Какая картина встает перед мысленным взором, когда читаешь это описание тюдоровского Лондона: город на возвышенности, окруженный живописными окрестностями, звуки охотничьих горнов доносятся из оврагов и зарослей на всем протяжении от Гайд-парка до Хэмпстеда.
Больше века, сменяя друг друга, Генрих VIII, Елизавета, Эдуард VI и Яков I охотились на этих землях. Всякий раз, когда в страну прибывал заезжий принц или новый посол, в честь этого события организовывалась охота в Гайд-парке.
Карл I больше известен как коллекционер картин, нежели как охотник. Он открыл Гайд-парк для простолюдинов, благодаря чему началась новая глава в истории общественной жизни Лондона. Сити расширял границы, первые дома поднялись на полях вокруг Сент-Джеймского парка и Пиккадилли. Знатные семьи взяли за привычку покидать родовые поместья и проводить несколько месяцев вблизи королевского двора.
Главным развлечением той поры был ипподром Гайд-парка, носивший название «Кольцо» (откуда, собственно, и полное название Чайного домика — Кольцевой чайный дом). Ипподром представлял собой всего-навсего огороженной скаковой круг и напоминал современную ярмарочную площадь. В 1632 году Джеймс Ширли написал пьесу «Гайд-парк», в которой букмекеры вели себя точь-в-точь так, как это происходит сегодня. Многие герои пьесы делали рискованные ставки, некоторые дамы выставляли «пару алых чулок» против «пары надушенных перчаток». Много лет спустя Пипс видел постановку этой пьесы в театре, причем в спектакле были заняты живые лошади.
Помимо скачек здесь устраивали гонки в экипажах и соревнования бегунов. Последние, которых иногда именовали на старинный манер странным словечком «свистуны», должны были обогнать конный экипаж, а зрители-аристократы подгоняли их тростями с серебряными набалдашниками.
Состязания вызывали бурю страстей; иногда участники, еще более азартные, нежели зрители, стремясь победить во что бы то ни стало, сбрасывали одежду и бежали обнаженными.
С Гайд-парком и «Кольцом» связано и начало моды на Вест-Энд. Минули времена, допустим, того же правления Елизаветы, когда кавалеры искали развлечений либо в азартных играх, либо в медвежьей яме в Саутуорке. Между Сити и Вест-Эндом наметился раскол, окончательно оформившийся уже в георгианскую эпоху. Гайд-парк стал первым шагом к тому блестящему, «модному» аристократическому обществу, которое образовалось при королевском дворе.
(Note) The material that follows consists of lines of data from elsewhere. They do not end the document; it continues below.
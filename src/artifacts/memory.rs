//! In-memory artifact store.

use std::collections::BTreeMap;
use std::sync::{Mutex, PoisonError};

use crate::error::PersistenceError;
use crate::training::HorizonModel;
use crate::walkforward::{IterationSummary, Outcome, Prediction, RunManifest};

use super::ArtifactStore;

#[derive(Debug, Default)]
struct Records {
    summaries: BTreeMap<(String, usize), IterationSummary>,
    predictions: BTreeMap<(String, usize), Vec<Prediction>>,
    outcomes: BTreeMap<(String, usize), Vec<Outcome>>,
    models: BTreeMap<(String, usize, u32), HorizonModel>,
    manifests: BTreeMap<String, RunManifest>,
}

/// Store that keeps every record in memory with the same append-only rules
/// as the filesystem store.
#[derive(Debug, Default)]
pub struct MemoryArtifactStore {
    records: Mutex<Records>,
}

fn insert_new<K: Ord + std::fmt::Debug, V>(
    map: &mut BTreeMap<K, V>,
    key: K,
    value: V,
) -> Result<(), PersistenceError> {
    if map.contains_key(&key) {
        return Err(PersistenceError::AlreadyExists(format!("{:?}", key)));
    }
    map.insert(key, value);
    Ok(())
}

impl MemoryArtifactStore {
    pub fn new() -> Self {
        Self::default()
    }

    fn lock(&self) -> std::sync::MutexGuard<'_, Records> {
        self.records.lock().unwrap_or_else(PoisonError::into_inner)
    }

    pub fn predictions(&self, run_id: &str, iteration: usize) -> Option<Vec<Prediction>> {
        self.lock().predictions.get(&(run_id.to_string(), iteration)).cloned()
    }

    pub fn outcomes(&self, run_id: &str, iteration: usize) -> Option<Vec<Outcome>> {
        self.lock().outcomes.get(&(run_id.to_string(), iteration)).cloned()
    }

    pub fn model(&self, run_id: &str, iteration: usize, horizon: u32) -> Option<HorizonModel> {
        self.lock()
            .models
            .get(&(run_id.to_string(), iteration, horizon))
            .cloned()
    }
}

impl ArtifactStore for MemoryArtifactStore {
    fn write_predictions(
        &self,
        run_id: &str,
        iteration: usize,
        predictions: &[Prediction],
    ) -> Result<(), PersistenceError> {
        insert_new(
            &mut self.lock().predictions,
            (run_id.to_string(), iteration),
            predictions.to_vec(),
        )
    }

    fn write_outcomes(&self, run_id: &str, iteration: usize, outcomes: &[Outcome]) -> Result<(), PersistenceError> {
        insert_new(
            &mut self.lock().outcomes,
            (run_id.to_string(), iteration),
            outcomes.to_vec(),
        )
    }

    fn write_model(&self, run_id: &str, iteration: usize, model: &HorizonModel) -> Result<(), PersistenceError> {
        insert_new(
            &mut self.lock().models,
            (run_id.to_string(), iteration, model.horizon_days),
            model.clone(),
        )
    }

    fn write_summary(&self, run_id: &str, summary: &IterationSummary) -> Result<(), PersistenceError> {
        insert_new(
            &mut self.lock().summaries,
            (run_id.to_string(), summary.iteration_index),
            summary.clone(),
        )
    }

    fn write_manifest(&self, manifest: &RunManifest) -> Result<(), PersistenceError> {
        insert_new(
            &mut self.lock().manifests,
            manifest.run_id.clone(),
            manifest.clone(),
        )
    }

    fn read_summaries(&self, run_id: &str) -> Result<Vec<IterationSummary>, PersistenceError> {
        Ok(self
            .lock()
            .summaries
            .iter()
            .filter(|((id, _), _)| id == run_id)
            .map(|(_, s)| s.clone())
            .collect())
    }

    fn read_manifest(&self, run_id: &str) -> Result<RunManifest, PersistenceError> {
        self.lock()
            .manifests
            .get(run_id)
            .cloned()
            .ok_or_else(|| PersistenceError::NotFound(run_id.to_string()))
    }
}
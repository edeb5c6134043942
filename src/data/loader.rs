//! File-backed price data accessor.
//!
//! Reads one file per symbol from a data directory, either
//! `<data_dir>/<SYMBOL>.parquet` or `<data_dir>/<SYMBOL>.csv`, with columns:
//! - date (date, datetime, or `YYYY-MM-DD` string)
//! - open, high, low, close (numeric)
//! - volume (numeric)

use std::path::{Path, PathBuf};

use chrono::{Datelike, NaiveDate};
use polars::prelude::*;
use rust_decimal::Decimal;

use crate::error::DataAccessError;

use super::accessor::HistoricalDataAccessor;
use super::types::{PriceBar, PriceSeries};

/// Expected columns in the price files.
pub const EXPECTED_COLUMNS: &[&str] = &["date", "open", "high", "low", "close", "volume"];

const SUPPORTED_EXTENSIONS: &[&str] = &["parquet", "csv"];

/// Parquet/CSV reader for daily price files.
pub struct FileAccessor {
    data_dir: PathBuf,
}

impl FileAccessor {
    /// Create an accessor over a price data directory.
    pub fn new(data_dir: impl AsRef<Path>) -> Self {
        Self {
            data_dir: data_dir.as_ref().to_path_buf(),
        }
    }

    pub fn data_dir(&self) -> &Path {
        &self.data_dir
    }

    /// Path of a symbol's price file, preferring parquet over CSV.
    fn price_path(&self, symbol: &str) -> Option<PathBuf> {
        SUPPORTED_EXTENSIONS
            .iter()
            .map(|ext| self.data_dir.join(format!("{}.{}", symbol, ext)))
            .find(|p| p.exists())
    }

    /// Lazy scan of a symbol's raw price file.
    pub fn load_lazy(&self, symbol: &str) -> Result<LazyFrame, DataAccessError> {
        let path = self.price_path(symbol).ok_or_else(|| {
            DataAccessError::NotFound(format!("{}/{}", self.data_dir.display(), symbol))
        })?;

        let lf = match path.extension().and_then(|e| e.to_str()) {
            Some("csv") => LazyCsvReader::new(&path).with_has_header(true).finish()?,
            _ => LazyFrame::scan_parquet(&path, ScanArgsParquet::default())?,
        };
        Ok(lf)
    }

    /// Normalized frame with rows dated strictly before `cutoff`.
    ///
    /// Dates are compared as `YYYY-MM-DD` strings, which order the same way as
    /// the dates themselves for four-digit years.
    pub fn load_dataframe(&self, symbol: &str, cutoff: NaiveDate) -> Result<DataFrame, DataAccessError> {
        let mut lf = self.load_lazy(symbol)?.select([
            col("date").cast(DataType::String),
            col("open").cast(DataType::Float64),
            col("high").cast(DataType::Float64),
            col("low").cast(DataType::Float64),
            col("close").cast(DataType::Float64),
            col("volume").cast(DataType::Float64),
        ]);

        if cutoff.year() <= 9999 {
            lf = lf.filter(col("date").lt(lit(cutoff.to_string())));
        }

        Ok(lf.collect()?)
    }
}

impl HistoricalDataAccessor for FileAccessor {
    fn symbols(&self) -> Result<Vec<String>, DataAccessError> {
        if !self.data_dir.exists() {
            return Ok(vec![]);
        }

        let mut symbols = Vec::new();
        for entry in std::fs::read_dir(&self.data_dir)? {
            let entry = entry?;
            let path = entry.path();
            let is_price_file = path
                .extension()
                .and_then(|e| e.to_str())
                .map(|e| SUPPORTED_EXTENSIONS.contains(&e))
                .unwrap_or(false);
            if !is_price_file {
                continue;
            }
            if let Some(stem) = path.file_stem() {
                symbols.push(stem.to_string_lossy().to_string());
            }
        }
        symbols.sort();
        symbols.dedup();
        Ok(symbols)
    }

    fn load_until(&self, symbol: &str, cutoff: NaiveDate) -> Result<PriceSeries, DataAccessError> {
        let df = self.load_dataframe(symbol, cutoff)?;
        let bars = dataframe_to_bars(&df)?;
        // String filtering is not trusted for odd date encodings
        let bars = bars.into_iter().filter(|b| b.date < cutoff).collect();
        Ok(PriceSeries::from_bars(symbol, bars))
    }
}

/// Parse the leading `YYYY-MM-DD` of a date or datetime string.
fn parse_date(raw: &str) -> Option<NaiveDate> {
    let head = raw.get(..10).unwrap_or(raw);
    NaiveDate::parse_from_str(head, "%Y-%m-%d").ok()
}

fn decimal(value: f64) -> Decimal {
    Decimal::from_f64_retain(value).unwrap_or_default()
}

/// Convert a normalized frame to bars, skipping rows without a date or close.
fn dataframe_to_bars(df: &DataFrame) -> Result<Vec<PriceBar>, DataAccessError> {
    let date_col = df.column("date")?.str()?;
    let open_col = df.column("open")?.f64()?;
    let high_col = df.column("high")?.f64()?;
    let low_col = df.column("low")?.f64()?;
    let close_col = df.column("close")?.f64()?;
    let volume_col = df.column("volume")?.f64()?;

    let mut bars = Vec::with_capacity(df.height());
    let mut skipped = 0usize;

    for idx in 0..df.height() {
        let date = date_col.get(idx).and_then(parse_date);
        let close = close_col.get(idx).filter(|c| c.is_finite() && *c > 0.0);

        let (date, close) = match (date, close) {
            (Some(d), Some(c)) => (d, c),
            _ => {
                skipped += 1;
                continue;
            }
        };

        let open = open_col.get(idx).unwrap_or(close);
        let high = high_col.get(idx).unwrap_or(close);
        let low = low_col.get(idx).unwrap_or(close);
        let volume = volume_col.get(idx).unwrap_or(0.0);

        bars.push(PriceBar {
            date,
            open: decimal(open),
            high: decimal(high),
            low: decimal(low),
            close: decimal(close),
            volume: volume.max(0.0).round() as i64,
        });
    }

    if skipped > 0 {
        tracing::debug!("Skipped {} rows without a usable date or close", skipped);
    }

    Ok(bars)
}

#[cfg(test)]
mod tests {
    use super::*;
    use std::fs;
    use tempfile::TempDir;

    fn d(y: i32, m: u32, day: u32) -> NaiveDate {
        NaiveDate::from_ymd_opt(y, m, day).unwrap()
    }

    fn write_csv(dir: &Path, symbol: &str, body: &str) {
        let content = format!("date,open,high,low,close,volume\n{}", body);
        fs::write(dir.join(format!("{}.csv", symbol)), content).unwrap();
    }

    #[test]
    fn test_parse_date_accepts_datetimes() {
        assert_eq!(parse_date("2024-01-02"), Some(d(2024, 1, 2)));
        assert_eq!(parse_date("2024-01-02 00:00:00.000"), Some(d(2024, 1, 2)));
        assert_eq!(parse_date("garbage"), None);
    }

    #[test]
    fn test_expected_columns() {
        assert_eq!(EXPECTED_COLUMNS.len(), 6);
        assert!(EXPECTED_COLUMNS.contains(&"close"));
    }

    #[test]
    fn test_csv_load_sorts_dedups_and_truncates() {
        let dir = TempDir::new().unwrap();
        write_csv(
            dir.path(),
            "AAPL",
            "2024-01-04,3,3,3,3,300\n\
             2024-01-02,1,1,1,1,100\n\
             2024-01-03,2,2.5,1.5,2,200\n\
             2024-01-03,9,9,9,9,900\n\
             2024-01-05,4,4,4,4,400\n",
        );

        let accessor = FileAccessor::new(dir.path());
        let series = accessor.load_until("AAPL", d(2024, 1, 5)).unwrap();

        assert_eq!(
            series.dates(),
            vec![d(2024, 1, 2), d(2024, 1, 3), d(2024, 1, 4)]
        );
        assert!(series.bars().iter().all(|b| b.date < d(2024, 1, 5)));
        assert_eq!(series.bar(0).unwrap().volume, 100);
    }

    #[test]
    fn test_symbols_and_latest_date() {
        let dir = TempDir::new().unwrap();
        write_csv(dir.path(), "MSFT", "2024-01-02,1,1,1,1,1\n2024-01-03,1,1,1,1,1\n");
        write_csv(dir.path(), "AAPL", "2024-01-02,1,1,1,1,1\n2024-01-08,1,1,1,1,1\n");
        fs::write(dir.path().join("notes.txt"), "ignore me").unwrap();

        let accessor = FileAccessor::new(dir.path());
        let symbols = accessor.symbols().unwrap();
        assert_eq!(symbols, vec!["AAPL".to_string(), "MSFT".to_string()]);
        assert_eq!(accessor.latest_date(&symbols).unwrap(), Some(d(2024, 1, 8)));
    }

    #[test]
    fn test_parquet_load() {
        let dir = TempDir::new().unwrap();
        let mut df = df!(
            "date" => &["2024-01-03", "2024-01-02"],
            "open" => &[11.0, 10.0],
            "high" => &[12.0, 11.0],
            "low" => &[10.5, 9.5],
            "close" => &[11.5, 10.5],
            "volume" => &[2000i64, 1000i64],
        )
        .unwrap();
        let file = fs::File::create(dir.path().join("SPY.parquet")).unwrap();
        ParquetWriter::new(file).finish(&mut df).unwrap();

        let accessor = FileAccessor::new(dir.path());
        let series = accessor.load_until("SPY", NaiveDate::MAX).unwrap();
        assert_eq!(series.len(), 2);
        assert_eq!(series.first_date(), Some(d(2024, 1, 2)));
        assert_eq!(series.bar(1).unwrap().close_f64(), 11.5);
        assert_eq!(series.bar(1).unwrap().volume, 2000);
    }

    #[test]
    fn test_missing_symbol_is_not_found() {
        let dir = TempDir::new().unwrap();
        let accessor = FileAccessor::new(dir.path());
        assert!(matches!(
            accessor.load_until("NOPE", d(2024, 1, 1)),
            Err(DataAccessError::NotFound(_))
        ));
        assert!(FileAccessor::new(dir.path().join("missing"))
            .symbols()
            .unwrap()
            .is_empty());
    }
}
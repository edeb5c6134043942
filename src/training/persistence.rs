//! Model save/load.
//!
//! Models are stored as JSON. Floats round-trip exactly, so a loaded model
//! produces the same probabilities as the one that was saved.

use std::path::Path;

use crate::artifacts::atomic;
use crate::error::PersistenceError;

use super::trainer::HorizonModel;

/// Atomically write `model` to `path`, replacing any previous file.
pub fn save_model(model: &HorizonModel, path: &Path) -> Result<(), PersistenceError> {
    atomic::write_json(path, model, true)
}

pub fn load_model(path: &Path) -> Result<HorizonModel, PersistenceError> {
    atomic::read_json(path)
}
//! Versioned registry of the latest accepted model per horizon.
//!
//! Readers take an `Arc` to an immutable snapshot; publishing swaps the
//! pointer, so a reader never observes a half-updated set of models.

use std::collections::BTreeMap;
use std::sync::{Arc, PoisonError, RwLock};

use tracing::info;

use super::trainer::HorizonModel;

/// Immutable view of the registry at one version.
#[derive(Debug, Clone, Default)]
pub struct RegistrySnapshot {
    /// 0 before anything is published.
    pub version: u64,
    /// Iteration whose models were last published.
    pub iteration: Option<usize>,
    pub models: BTreeMap<u32, Arc<HorizonModel>>,
}

impl RegistrySnapshot {
    pub fn get(&self, horizon: u32) -> Option<Arc<HorizonModel>> {
        self.models.get(&horizon).cloned()
    }
}

#[derive(Debug, Default)]
pub struct ModelRegistry {
    current: RwLock<Arc<RegistrySnapshot>>,
}

impl ModelRegistry {
    pub fn new() -> Self {
        Self::default()
    }

    /// Current snapshot.
    pub fn snapshot(&self) -> Arc<RegistrySnapshot> {
        self.current
            .read()
            .unwrap_or_else(PoisonError::into_inner)
            .clone()
    }

    pub fn version(&self) -> u64 {
        self.snapshot().version
    }

    pub fn get(&self, horizon: u32) -> Option<Arc<HorizonModel>> {
        self.snapshot().get(horizon)
    }

    /// Publish the models accepted in `iteration` and return the new version.
    ///
    /// Horizons not present in `models` keep their previous entry.
    pub fn publish(&self, iteration: usize, models: impl IntoIterator<Item = HorizonModel>) -> u64 {
        let mut guard = self.current.write().unwrap_or_else(PoisonError::into_inner);

        let mut next = RegistrySnapshot {
            version: guard.version + 1,
            iteration: Some(iteration),
            models: guard.models.clone(),
        };
        for model in models {
            next.models.insert(model.horizon_days, Arc::new(model));
        }

        info!(
            "Published model registry v{} (iteration {}, {} horizons)",
            next.version,
            iteration,
            next.models.len()
        );

        let version = next.version;
        *guard = Arc::new(next);
        version
    }
}
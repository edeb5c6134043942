//! Engine configuration.
//!
//! Every field has a default, so a TOML file only needs the keys it changes:
//!
//! ```toml
//! initial_lookback_days = 30
//! horizons = [1, 5, 10]
//! learner = "naive_bayes"
//!
//! [window]
//! kind = "sliding"
//! train_days = 250
//! ```

use std::collections::BTreeSet;
use std::path::Path;

use serde::{Deserialize, Serialize};

use crate::error::ConfigError;
use crate::metrics::HorizonWeighting;
use crate::retry::RetryPolicy;
use crate::training::{LearnerKind, MIN_TRAINING_SAMPLES};
use crate::walkforward::WindowKind;

/// Upper bound on `io_retry_attempts`.
pub const MAX_RETRY_ATTEMPTS: u32 = 10;
/// Upper bound on the initial retry backoff.
pub const MAX_RETRY_BACKOFF_MS: u64 = 10_000;

/// Parameters for one walk-forward training run.
#[derive(Debug, Clone, PartialEq, Serialize, Deserialize)]
#[serde(default, deny_unknown_fields)]
pub struct EngineConfig {
    /// Business days between the first cutoff and the latest available date.
    pub initial_lookback_days: u32,
    /// Prediction horizons in business days.
    pub horizons: Vec<u32>,
    /// Upper bound on iterations.
    pub max_iterations: usize,
    /// Stop once the overall blended accuracy reaches this value.
    pub target_accuracy: f64,
    /// Stop once an iteration improves by less than this.
    pub min_accuracy_improvement: f64,
    /// Return fraction at or above which a label is positive.
    pub label_threshold: f64,
    /// Weight of confidence-weighted accuracy in the blend.
    pub blend_alpha: f64,
    /// Business days the cutoff advances between iterations.
    pub step_days: u32,
    /// Training window policy.
    pub window: WindowKind,
    /// How per-horizon accuracies combine into the overall average.
    pub horizon_weighting: HorizonWeighting,
    /// Classifier family.
    pub learner: LearnerKind,
    /// Floor on pooled training rows per horizon.
    pub min_training_samples: usize,
    /// Largest tolerated gap between mean probability and positive rate.
    pub calibration_tolerance: f64,
    /// Resolved predictions needed before a horizon can be flagged.
    pub min_calibration_samples: usize,
    /// Worker pool size (rayon default when unset).
    pub worker_threads: Option<usize>,
    /// Attempts per I/O operation, including the first.
    pub io_retry_attempts: u32,
    /// Initial backoff between I/O attempts.
    pub io_retry_backoff_ms: u64,
    /// Write each iteration's fitted models next to its summary.
    pub persist_models: bool,
}

impl Default for EngineConfig {
    fn default() -> Self {
        Self {
            initial_lookback_days: 30,
            horizons: vec![1, 5, 10],
            max_iterations: 10,
            target_accuracy: 0.70,
            min_accuracy_improvement: 0.01,
            label_threshold: 0.02,
            blend_alpha: 0.40,
            step_days: 5,
            window: WindowKind::Expanding,
            horizon_weighting: HorizonWeighting::Equal,
            learner: LearnerKind::Logistic,
            min_training_samples: MIN_TRAINING_SAMPLES,
            calibration_tolerance: 0.15,
            min_calibration_samples: 10,
            worker_threads: None,
            io_retry_attempts: 3,
            io_retry_backoff_ms: 50,
            persist_models: true,
        }
    }
}

impl EngineConfig {
    /// Parse and validate a TOML document.
    pub fn from_toml_str(content: &str) -> Result<Self, ConfigError> {
        let config: Self = toml::from_str(content)?;
        config.validate()?;
        Ok(config)
    }

    /// Read, parse and validate a TOML file.
    pub fn from_toml_file(path: impl AsRef<Path>) -> Result<Self, ConfigError> {
        let path = path.as_ref();
        let content = std::fs::read_to_string(path).map_err(|source| ConfigError::Read {
            path: path.display().to_string(),
            source,
        })?;
        Self::from_toml_str(&content)
    }

    /// Set the prediction horizons.
    pub fn with_horizons(mut self, horizons: Vec<u32>) -> Self {
        self.horizons = horizons;
        self
    }

    /// Set the initial lookback.
    pub fn with_lookback(mut self, days: u32) -> Self {
        self.initial_lookback_days = days;
        self
    }

    /// Set the iteration cap.
    pub fn with_max_iterations(mut self, max_iterations: usize) -> Self {
        self.max_iterations = max_iterations;
        self
    }

    /// Horizons in ascending order.
    pub fn sorted_horizons(&self) -> Vec<u32> {
        let mut horizons = self.horizons.clone();
        horizons.sort_unstable();
        horizons.dedup();
        horizons
    }

    /// Retry policy for collaborator I/O.
    pub fn retry_policy(&self) -> RetryPolicy {
        RetryPolicy::new(self.io_retry_attempts, self.io_retry_backoff_ms)
    }

    /// Check every parameter, failing on the first invalid one.
    pub fn validate(&self) -> Result<(), ConfigError> {
        if self.initial_lookback_days == 0 {
            return invalid("initial_lookback_days must be greater than 0");
        }
        if self.horizons.is_empty() {
            return invalid("horizons must not be empty");
        }
        if self.horizons.contains(&0) {
            return invalid("horizons must be positive");
        }
        let unique: BTreeSet<u32> = self.horizons.iter().copied().collect();
        if unique.len() != self.horizons.len() {
            return invalid("horizons must not contain duplicates");
        }
        if self.max_iterations == 0 {
            return invalid("max_iterations must be at least 1");
        }
        if !(self.target_accuracy > 0.0 && self.target_accuracy <= 1.0) {
            return invalid(format!(
                "target_accuracy must be in (0, 1], got {}",
                self.target_accuracy
            ));
        }
        if !(self.min_accuracy_improvement.is_finite() && self.min_accuracy_improvement >= 0.0) {
            return invalid(format!(
                "min_accuracy_improvement must be >= 0, got {}",
                self.min_accuracy_improvement
            ));
        }
        if !self.label_threshold.is_finite() || self.label_threshold <= -1.0 {
            return invalid(format!(
                "label_threshold must be a finite return above -1, got {}",
                self.label_threshold
            ));
        }
        if !(0.0..=1.0).contains(&self.blend_alpha) {
            return invalid(format!("blend_alpha must be in [0, 1], got {}", self.blend_alpha));
        }
        if self.step_days == 0 {
            return invalid("step_days must be greater than 0");
        }
        if let WindowKind::Sliding { train_days } = self.window {
            if train_days == 0 {
                return invalid("window.train_days must be greater than 0");
            }
        }
        self.horizon_weighting
            .validate(&self.horizons)
            .map_err(ConfigError::Invalid)?;
        if self.min_training_samples == 0 {
            return invalid("min_training_samples must be at least 1");
        }
        if !(0.0..=1.0).contains(&self.calibration_tolerance) {
            return invalid(format!(
                "calibration_tolerance must be in [0, 1], got {}",
                self.calibration_tolerance
            ));
        }
        if self.worker_threads == Some(0) {
            return invalid("worker_threads must be at least 1 when set");
        }
        if self.io_retry_attempts == 0 || self.io_retry_attempts > MAX_RETRY_ATTEMPTS {
            return invalid(format!(
                "io_retry_attempts must be in [1, {}], got {}",
                MAX_RETRY_ATTEMPTS, self.io_retry_attempts
            ));
        }
        if self.io_retry_backoff_ms > MAX_RETRY_BACKOFF_MS {
            return invalid(format!(
                "io_retry_backoff_ms must be at most {}, got {}",
                MAX_RETRY_BACKOFF_MS, self.io_retry_backoff_ms
            ));
        }
        Ok(())
    }
}

fn invalid(message: impl Into<String>) -> Result<(), ConfigError> {
    Err(ConfigError::Invalid(message.into()))
}

#[cfg(test)]
mod tests {
    use super::*;
    use crate::metrics::HorizonWeight;

    #[test]
    fn test_defaults_are_valid() {
        let config = EngineConfig::default();
        assert!(config.validate().is_ok());
        assert_eq!(config.horizons, vec![1, 5, 10]);
        assert_eq!(config.initial_lookback_days, 30);
        assert_eq!(config.target_accuracy, 0.70);
        assert_eq!(config.blend_alpha, 0.40);
    }

    #[test]
    fn test_shipped_config_matches_defaults() {
        let config = EngineConfig::from_toml_str(include_str!("../config/default.toml")).unwrap();
        assert_eq!(config, EngineConfig::default());
    }

    #[test]
    fn test_partial_toml_keeps_defaults() {
        let config = EngineConfig::from_toml_str(
            r#"
            horizons = [5]
            label_threshold = -0.01
            learner = "naive_bayes"

            [window]
            kind = "sliding"
            train_days = 120

            [horizon_weighting]
            kind = "sample_count"
            "#,
        )
        .unwrap();

        assert_eq!(config.horizons, vec![5]);
        assert_eq!(config.label_threshold, -0.01);
        assert_eq!(config.learner, LearnerKind::NaiveBayes);
        assert_eq!(config.window, WindowKind::Sliding { train_days: 120 });
        assert_eq!(config.horizon_weighting, HorizonWeighting::SampleCount);
        assert_eq!(config.max_iterations, 10);
    }

    #[test]
    fn test_custom_weighting_from_toml() {
        let config = EngineConfig::from_toml_str(
            r#"
            horizons = [1, 5]

            [horizon_weighting]
            kind = "custom"
            weights = [{ horizon = 1, weight = 1.0 }, { horizon = 5, weight = 3.0 }]
            "#,
        )
        .unwrap();
        assert_eq!(
            config.horizon_weighting,
            HorizonWeighting::Custom {
                weights: vec![
                    HorizonWeight { horizon: 1, weight: 1.0 },
                    HorizonWeight { horizon: 5, weight: 3.0 },
                ]
            }
        );
    }

    #[test]
    fn test_unknown_key_is_rejected() {
        let err = EngineConfig::from_toml_str("lookback = 30").unwrap_err();
        assert!(matches!(err, ConfigError::Parse(_)));
    }

    #[test]
    fn test_invalid_values_fail_fast() {
        let cases = vec![
            EngineConfig::default().with_lookback(0),
            EngineConfig::default().with_horizons(vec![]),
            EngineConfig::default().with_horizons(vec![0, 5]),
            EngineConfig::default().with_horizons(vec![5, 5]),
            EngineConfig::default().with_max_iterations(0),
            EngineConfig {
                target_accuracy: 0.0,
                ..Default::default()
            },
            EngineConfig {
                target_accuracy: 1.5,
                ..Default::default()
            },
            EngineConfig {
                min_accuracy_improvement: -0.1,
                ..Default::default()
            },
            EngineConfig {
                blend_alpha: 1.2,
                ..Default::default()
            },
            EngineConfig {
                label_threshold: f64::NAN,
                ..Default::default()
            },
            EngineConfig {
                worker_threads: Some(0),
                ..Default::default()
            },
            EngineConfig {
                window: WindowKind::Sliding { train_days: 0 },
                ..Default::default()
            },
            EngineConfig {
                min_training_samples: 0,
                ..Default::default()
            },
            EngineConfig {
                io_retry_attempts: 0,
                ..Default::default()
            },
            EngineConfig {
                io_retry_attempts: MAX_RETRY_ATTEMPTS + 1,
                ..Default::default()
            },
            EngineConfig {
                io_retry_backoff_ms: MAX_RETRY_BACKOFF_MS + 1,
                ..Default::default()
            },
        ];

        for config in cases {
            assert!(
                matches!(config.validate(), Err(ConfigError::Invalid(_))),
                "expected invalid: {:?}",
                config
            );
        }
    }

    #[test]
    fn test_target_accuracy_of_one_is_allowed() {
        let config = EngineConfig {
            target_accuracy: 1.0,
            blend_alpha: 0.0,
            ..Default::default()
        };
        assert!(config.validate().is_ok());
    }

    #[test]
    fn test_retry_bounds_are_inclusive() {
        let config = EngineConfig {
            io_retry_attempts: MAX_RETRY_ATTEMPTS,
            io_retry_backoff_ms: MAX_RETRY_BACKOFF_MS,
            ..Default::default()
        };
        assert!(config.validate().is_ok());
    }

    #[test]
    fn test_missing_file_is_read_error() {
        let err = EngineConfig::from_toml_file("/definitely/not/here.toml").unwrap_err();
        assert!(matches!(err, ConfigError::Read { .. }));
    }
}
Этот «первенец» Вест-Энда стал столь популярен, и так много семей покинули свои поместья ради лондонских увеселений, что Звездной палате [39]пришлось просить дворян покинуть столицу и вернуться в свои имения. В дни, когда местные лорды, рыцари и сквайры были не более чем администраторами без жалованья, им не позволялось транжирить время в Гайд-парке или Уайтхолле. Поэтому новой звезде Вест-Энда, после ложного восхода, пришлось ждать правления Карла II, чтобы наконец взойти на небосклон. Тем временем началась гражданская война, и Гайд-парк из места увеселений превратился в лагерь кавалерии Кромвеля. Король был казнен, Англия на одиннадцать лет стала республикой. Гайд-парк продали с аукциона. В архивах палаты общин имеется короткая, но содержательная заметка, датированная 27 ноября 1652 года: «Решено, что Гайд-парк будет продан за наличные деньги». Парк выставили на торги в трех лотах и продали за 17 068 фунтов 2 шиллинга и 8 пенсов. Все лондонские торговцы недвижимостью буквально позеленели от зависти.
39
Звездная палата — судебная коллегия, состоявшая из членов палаты лордов и обладавшая практически неограниченной судебной властью. — Примеч. ред.